Most of the time minor versions don't take nearly as long.
At least with our upgrade from 17.02.9 to 17.11.3 the upgrade only took
1.5 hours with 6 months worth of jobs (about 10 million jobs). We don't
track energy usage though so perhaps we avoided that particular query
due to that.
From past experience these major upgrades can take quite a bit of time
as they typically change a lot about the DB structure in between major
versions.
-Paul Edmon-
On 02/22/2018 06:17 AM, Malte Thoma wrote:
FYI:
* We broke our upgrade from 17.02.1-2 to 17.11.2 after about 18 h.
* Dropped the job table ("truncate xyz_job_table;")
* Executed the everlasting sql command by hand on a back-up database
* Meanwhile we did the slurm upgrade (fast&easy)
* Reset the First-Job-ID to a high number
* Inserted the converted datatable in the real database again.
It took two experts for this task and we would appreciate a better
upgrade-concept very much!
I fact, we hesitate to upgrade from 17.11.2 to 17.11.3, because we
are afraid of similar problems.

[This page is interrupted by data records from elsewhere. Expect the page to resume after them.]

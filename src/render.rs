//! HTML serialization of a [`ReportDocument`].
//!
//! Output is a pure function of the document and the config: the same input
//! always yields byte-identical markup. Class names follow the Tailwind
//! utility set the hosting page ships with, and [`STYLESHEET`] carries the
//! few rules utilities cannot express.

use crate::config::ReportConfig;
use crate::document::{AggregateRow, Block, DocumentKind, ReportDocument};
use html_escape::encode_text;
use log::info;

pub const STYLESHEET: &str = r#"<style>
  .analysis-report h2 {
    position: relative;
    padding-bottom: 0.5rem;
  }
  .analysis-report h2::after {
    content: "";
    position: absolute;
    bottom: 0;
    left: 0;
    height: 2px;
    width: 40px;
    background-color: #3b82f6;
  }
  .analysis-report table {
    border-collapse: separate;
    border-spacing: 0;
    width: 100%;
    margin: 1rem 0;
    box-shadow: 0 1px 3px rgba(0,0,0,0.1);
    border-radius: 0.5rem;
    overflow: hidden;
  }
  .analysis-report th {
    position: sticky;
    top: 0;
    z-index: 10;
  }
  .analysis-report tr.aggregate-row td {
    border-top: 2px solid #bfdbfe;
  }
</style>"#;

const HEADING_CLASSES: [&str; 6] = [
    "text-2xl font-bold text-gray-900 mt-6 mb-4",
    "text-xl font-semibold text-gray-900 mt-5 mb-3",
    "text-lg font-medium text-gray-800 mt-4 mb-2",
    "text-base font-medium text-gray-800 mt-3 mb-2",
    "text-sm font-medium text-gray-800 mt-3 mb-2",
    "text-xs font-medium text-gray-800 mt-2 mb-1",
];

const TABLE_CLASS: &str = "min-w-full divide-y divide-gray-200 rounded-lg overflow-hidden";
const TH_CLASS: &str =
    "px-6 py-3 text-left text-xs font-medium text-gray-500 uppercase tracking-wider";
const TD_CLASS: &str = "px-6 py-4 whitespace-nowrap text-sm text-gray-500";
const AGGREGATE_TD_CLASS: &str =
    "px-6 py-3 whitespace-nowrap text-sm font-semibold text-gray-700";
const AGGREGATE_BLANK_TD_CLASS: &str = "px-6 py-3 whitespace-nowrap text-sm text-gray-500";
const PRE_CLASS: &str = "whitespace-pre-wrap bg-gray-50 p-4 rounded-md font-mono text-sm";

pub fn render_document(document: &ReportDocument) -> String {
    HtmlRenderer::new(&ReportConfig::default()).render(document)
}

pub struct HtmlRenderer<'a> {
    config: &'a ReportConfig,
}

impl<'a> HtmlRenderer<'a> {
    pub fn new(config: &'a ReportConfig) -> Self {
        Self { config }
    }

    pub fn render(&self, document: &ReportDocument) -> String {
        info!(
            "Rendering {:?} report with {} blocks",
            document.kind(),
            document.len()
        );

        let mut html = String::new();
        match document.kind() {
            DocumentKind::Empty => {
                for block in document.blocks() {
                    render_block(&mut html, block);
                }
            }
            DocumentKind::PlainText => {
                html.push_str(r#"<div class="analysis-report">"#);
                for block in document.blocks() {
                    match block {
                        Block::RawPreformatted { text } => {
                            html.push_str(&format!(
                                r#"<pre class="{}">{}</pre>"#,
                                PRE_CLASS,
                                encode_text(text)
                            ));
                        }
                        other => render_block(&mut html, other),
                    }
                }
                html.push_str("</div>");
            }
            DocumentKind::Structured | DocumentKind::Markdown => {
                if self.config.embed_styles {
                    html.push_str(STYLESHEET);
                }
                let spacing = if document.kind() == DocumentKind::Structured {
                    "space-y-6"
                } else {
                    "space-y-4"
                };
                html.push_str(&format!(r#"<div class="analysis-report {}">"#, spacing));
                for block in document.blocks() {
                    render_block(&mut html, block);
                }
                html.push_str("</div>");
            }
        }
        html
    }
}

fn render_block(html: &mut String, block: &Block) {
    match block {
        Block::Heading { level, text } => {
            let level = (*level).clamp(1, 6);
            html.push_str(&format!(
                r#"<h{lvl} class="{class}">{text}</h{lvl}>"#,
                lvl = level,
                class = HEADING_CLASSES[usize::from(level) - 1],
                text = encode_text(text),
            ));
        }
        Block::Paragraph { text } => {
            html.push_str(&format!(
                r#"<p class="text-gray-600">{}</p>"#,
                encode_text(text)
            ));
        }
        Block::List { ordered, items } => {
            let (tag, class) = if *ordered {
                ("ol", "list-decimal pl-5 space-y-2 text-gray-600")
            } else {
                ("ul", "list-disc pl-5 space-y-2 text-gray-600")
            };
            html.push_str(&format!(r#"<{} class="{}">"#, tag, class));
            for item in items {
                html.push_str(&format!("<li>{}</li>", encode_text(item)));
            }
            html.push_str(&format!("</{}>", tag));
        }
        Block::Table {
            caption,
            headers,
            rows,
            aggregate,
        } => render_table(html, caption.as_deref(), headers, rows, aggregate.as_ref()),
        Block::Rule => html.push_str(r#"<hr class="my-4 border-t border-gray-200">"#),
        Block::RawPreformatted { text } => {
            html.push_str(&format!(
                r#"<pre class="{} overflow-x-auto">{}</pre>"#,
                PRE_CLASS,
                encode_text(text)
            ));
        }
        Block::Notice { text } => {
            html.push_str(&format!(
                r#"<div class="p-4 text-gray-500">{}</div>"#,
                encode_text(text)
            ));
        }
    }
}

fn render_table(
    html: &mut String,
    caption: Option<&str>,
    headers: &[String],
    rows: &[Vec<String>],
    aggregate: Option<&AggregateRow>,
) {
    html.push_str(r#"<div class="overflow-x-auto">"#);
    html.push_str(&format!(r#"<table class="{}">"#, TABLE_CLASS));
    if let Some(caption) = caption {
        html.push_str(&format!(
            r#"<caption class="sr-only">{}</caption>"#,
            encode_text(caption)
        ));
    }

    html.push_str(r#"<thead class="bg-gray-50"><tr>"#);
    for header in headers {
        html.push_str(&format!(
            r#"<th scope="col" class="{}">{}</th>"#,
            TH_CLASS,
            encode_text(header)
        ));
    }
    html.push_str("</tr></thead>");

    html.push_str(r#"<tbody class="bg-white divide-y divide-gray-200">"#);
    for (idx, row) in rows.iter().enumerate() {
        let shade = if idx % 2 == 0 { "bg-white" } else { "bg-gray-50" };
        html.push_str(&format!(r#"<tr class="{}">"#, shade));
        for cell in row.iter().take(headers.len()) {
            html.push_str(&format!(
                r#"<td class="{}">{}</td>"#,
                TD_CLASS,
                encode_text(cell)
            ));
        }
        html.push_str("</tr>");
    }

    if let Some(aggregate) = aggregate {
        html.push_str(r#"<tr class="bg-blue-50 aggregate-row">"#);
        for idx in 0..headers.len() {
            if idx == aggregate.column_index {
                html.push_str(&format!(
                    r#"<td class="{}">{}</td>"#,
                    AGGREGATE_TD_CLASS,
                    encode_text(&aggregate.label)
                ));
            } else {
                html.push_str(&format!(r#"<td class="{}"></td>"#, AGGREGATE_BLANK_TD_CLASS));
            }
        }
        html.push_str("</tr>");
    }

    html.push_str("</tbody></table></div>");
}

Does anyone has experience with this?
It would be good to know if there is ANY chance if future upgrades
will cause the same problems or if this will become better?
Regards,
Malte
Am 22.02.2018 um 01:30 schrieb Christopher Benjamin Coffey:
This is great to know Kurt. We can't be the only folks running into
this.. I wonder if the mysql update code gets into a deadlock or
something. I'm hoping a slurm dev will chime in ...

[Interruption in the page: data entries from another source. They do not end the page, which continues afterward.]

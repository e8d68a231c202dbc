//! Session root word

use super::LetterPool;
use std::fmt;

/// The word a session's submissions must be built from
///
/// Fixed for the lifetime of a session.
#[derive(Debug, Clone, PartialEq, Eq)]
pub struct RootWord(String);

impl RootWord {
    /// Root used when the word list has nothing to offer
    pub const FALLBACK: &'static str = "potato";

    #[must_use]
    pub fn new(text: impl Into<String>) -> Self {
        Self(text.into())
    }

    /// The fallback root word
    #[must_use]
    pub fn fallback() -> Self {
        Self::new(Self::FALLBACK)
    }

    #[inline]
    #[must_use]
    pub fn text(&self) -> &str {
        &self.0
    }

    /// Fresh pool of the root's letters, lowercased
    #[must_use]
    pub fn letters(&self) -> LetterPool {
        LetterPool::new(&self.0)
    }
}

impl fmt::Display for RootWord {
    fn fmt(&self, f: &mut fmt::Formatter<'_>) -> fmt::Result {
        write!(f, "{}", self.0)
    }
}
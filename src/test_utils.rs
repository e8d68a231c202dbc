//! Shared test fixtures

use crate::dictionary::{Dictionary, Language};
use rustc_hash::FxHashSet;
use std::cell::Cell;

/// Deterministic in-memory dictionary that counts how often it is consulted
pub struct FakeDictionary {
    words: FxHashSet<String>,
    lookups: Cell<usize>,
}

impl FakeDictionary {
    pub fn new(words: &[&str]) -> Self {
        Self {
            words: words.iter().map(|w| (*w).to_string()).collect(),
            lookups: Cell::new(0),
        }
    }

    /// Recognizes every string
    pub fn permissive() -> Self {
        Self::new(&[])
    }

    pub fn lookups(&self) -> usize {
        self.lookups.get()
    }
}

impl Dictionary for FakeDictionary {
    fn is_recognized_word(&self, text: &str, _language: &Language) -> bool {
        self.lookups.set(self.lookups.get() + 1);
        self.words.is_empty() || self.words.contains(text)
    }
}

/// A dictionary that recognizes nothing
pub struct EmptyDictionary;

impl Dictionary for EmptyDictionary {
    fn is_recognized_word(&self, _text: &str, _language: &Language) -> bool {
        false
    }
}
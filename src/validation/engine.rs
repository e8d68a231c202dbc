//! Submission validator

use super::RejectionReason;
use super::rules::{is_derivable, is_original, is_real};
use crate::core::{Candidate, RootWord};
use crate::dictionary::{Dictionary, Language};

/// A submission that passed every rule
#[derive(Debug, Clone, Copy, PartialEq, Eq)]
pub struct Acceptance {
    /// Length of the validated (normalized) word in characters
    pub score_delta: usize,
}

/// Validity engine
///
/// Applies the rules in a fixed order against a dictionary and language.
pub struct Validator<'a, D: Dictionary + ?Sized> {
    dictionary: &'a D,
    language: Language,
}

impl<'a, D: Dictionary + ?Sized> Validator<'a, D> {
    /// Create a validator checking words in `language`
    pub const fn new(dictionary: &'a D, language: Language) -> Self {
        Self {
            dictionary,
            language,
        }
    }

    /// Create a validator for English
    pub fn english(dictionary: &'a D) -> Self {
        Self::new(dictionary, Language::english())
    }

    #[inline]
    pub const fn language(&self) -> &Language {
        &self.language
    }

    #[inline]
    pub const fn dictionary(&self) -> &'a D {
        self.dictionary
    }

    /// Decide whether `candidate` may join a session
    ///
    /// Checks, first failure wins:
    /// 1. the exact word is not already in `used_words`
    /// 2. its letters can be taken from `root` without reuse
    /// 3. the dictionary recognizes it
    ///
    /// The dictionary is only consulted when the first two checks pass.
    ///
    /// # Errors
    ///
    /// Returns the [`RejectionReason`] of the first failing check.
    ///
    /// # Examples
    /// ```
    /// use word_scramble::core::{Candidate, RootWord};
    /// use word_scramble::dictionary::WordListDictionary;
    /// use word_scramble::validation::{RejectionReason, Validator};
    ///
    /// let dictionary = WordListDictionary::embedded();
    /// let validator = Validator::english(&dictionary);
    /// let root = RootWord::new("outgoing");
    ///
    /// let going = Candidate::normalize("going").unwrap();
    /// assert_eq!(validator.validate(&going, &root, &[]).unwrap().score_delta, 5);
    ///
    /// let zzz = Candidate::normalize("zzz").unwrap();
    /// assert_eq!(
    ///     validator.validate(&zzz, &root, &[]),
    ///     Err(RejectionReason::NotDerivable)
    /// );
    /// ```
    pub fn validate(
        &self,
        candidate: &Candidate,
        root: &RootWord,
        used_words: &[String],
    ) -> Result<Acceptance, RejectionReason> {
        let word = candidate.text();

        if !is_original(word, used_words) {
            return Err(RejectionReason::AlreadyUsed);
        }

        if !is_derivable(word, root) {
            return Err(RejectionReason::NotDerivable);
        }

        if !is_real(word, self.dictionary, &self.language) {
            return Err(RejectionReason::NotARealWord);
        }

        Ok(Acceptance {
            score_delta: candidate.len(),
        })
    }
}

Kurt, out of band if need be, I'd be interested in the details of
what you ended up doing.
Best,
Chris
—
Christopher Coffey
High-Performance Computing
Northern Arizona University
928-523-1167
On 2/21/18, 5:08 PM, "slurm-users on behalf of Kurt H Maier"
<slurm-users-boun...@lists.schedmd.com on behalf of k...@sciops.net>
wrote:
On Wed, Feb 21, 2018 at 11:56:38PM +0000, Christopher Benjamin
Coffey wrote:
> Hello,
>
> We have been trying to upgrade slurm on our cluster from
16.05.6 to 17.11.3. I'm thinking this should be doable? Past upgrades
have been a breeze, and I believe during the last one, the db upgrade
took like 25 minutes. Well now, the db upgrade process is taking far
too long. We previously attempted the upgrade during a maintenance
window and the upgrade process did not complete after 24 hrs. I gave
up on the upgrade and reverted the slurm version back by restoring a
backup db.
We hit this on our try as well: upgrading from 17.02.9 to
17.11.3. We
truncated our job history for the upgrade, and then did the rest
of the
conversion out-of-band and re-imported it after the fact. It
took us
almost sixteen hours to convert a 1.5 million-job store.
We got hung up on precisely the same query you did, on a
similarly hefty
machine. It caused us to roll back an upgrade and try again
during our
subsequent maintenance window with the above approach.
khm